//! Declarative schema contract for incoming tabular files.

use std::fs;
use std::path::Path;

use indexmap::IndexMap;
use serde::Deserialize;
use tracing::debug;

use crate::errors::PipelineError;

/// Expected column set and column count for a data path.
///
/// Immutable once loaded. `expected_column_count == column_names.len()` is
/// assumed from the backing source, not enforced here.
#[derive(Clone, Debug)]
pub struct SchemaContract {
    /// Expected column names, in file order.
    pub column_names: Vec<String>,
    /// Expected number of columns per file.
    pub expected_column_count: usize,
}

/// On-disk shape of the schema source document.
///
/// `colName` is an ordered map so the contract preserves file column order.
#[derive(Deserialize)]
struct SchemaDocument {
    #[serde(rename = "colName")]
    col_name: IndexMap<String, serde_json::Value>,
    #[serde(rename = "NumberofColumns")]
    number_of_columns: usize,
}

impl SchemaContract {
    /// Load the contract from a JSON schema document at `path`.
    ///
    /// An absent file, malformed JSON, or a missing required field is a
    /// [`PipelineError::Configuration`]. No side effects beyond the read.
    pub fn load(path: impl AsRef<Path>) -> Result<Self, PipelineError> {
        let path = path.as_ref();
        let raw = fs::read_to_string(path).map_err(|err| {
            PipelineError::Configuration(format!(
                "schema file '{}' is unreadable: {err}",
                path.display()
            ))
        })?;
        let document: SchemaDocument = serde_json::from_str(&raw).map_err(|err| {
            PipelineError::Configuration(format!(
                "schema file '{}' is malformed: {err}",
                path.display()
            ))
        })?;
        let column_names: Vec<String> = document.col_name.keys().cloned().collect();
        debug!(
            schema = %path.display(),
            columns = document.number_of_columns,
            "loaded schema contract"
        );
        Ok(Self {
            column_names,
            expected_column_count: document.number_of_columns,
        })
    }
}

GOAL OF THE EXERCISE
Each line above that contains the word "SchemaDocument" should be counted, and only the total given.

SOLVED PROBLEM
2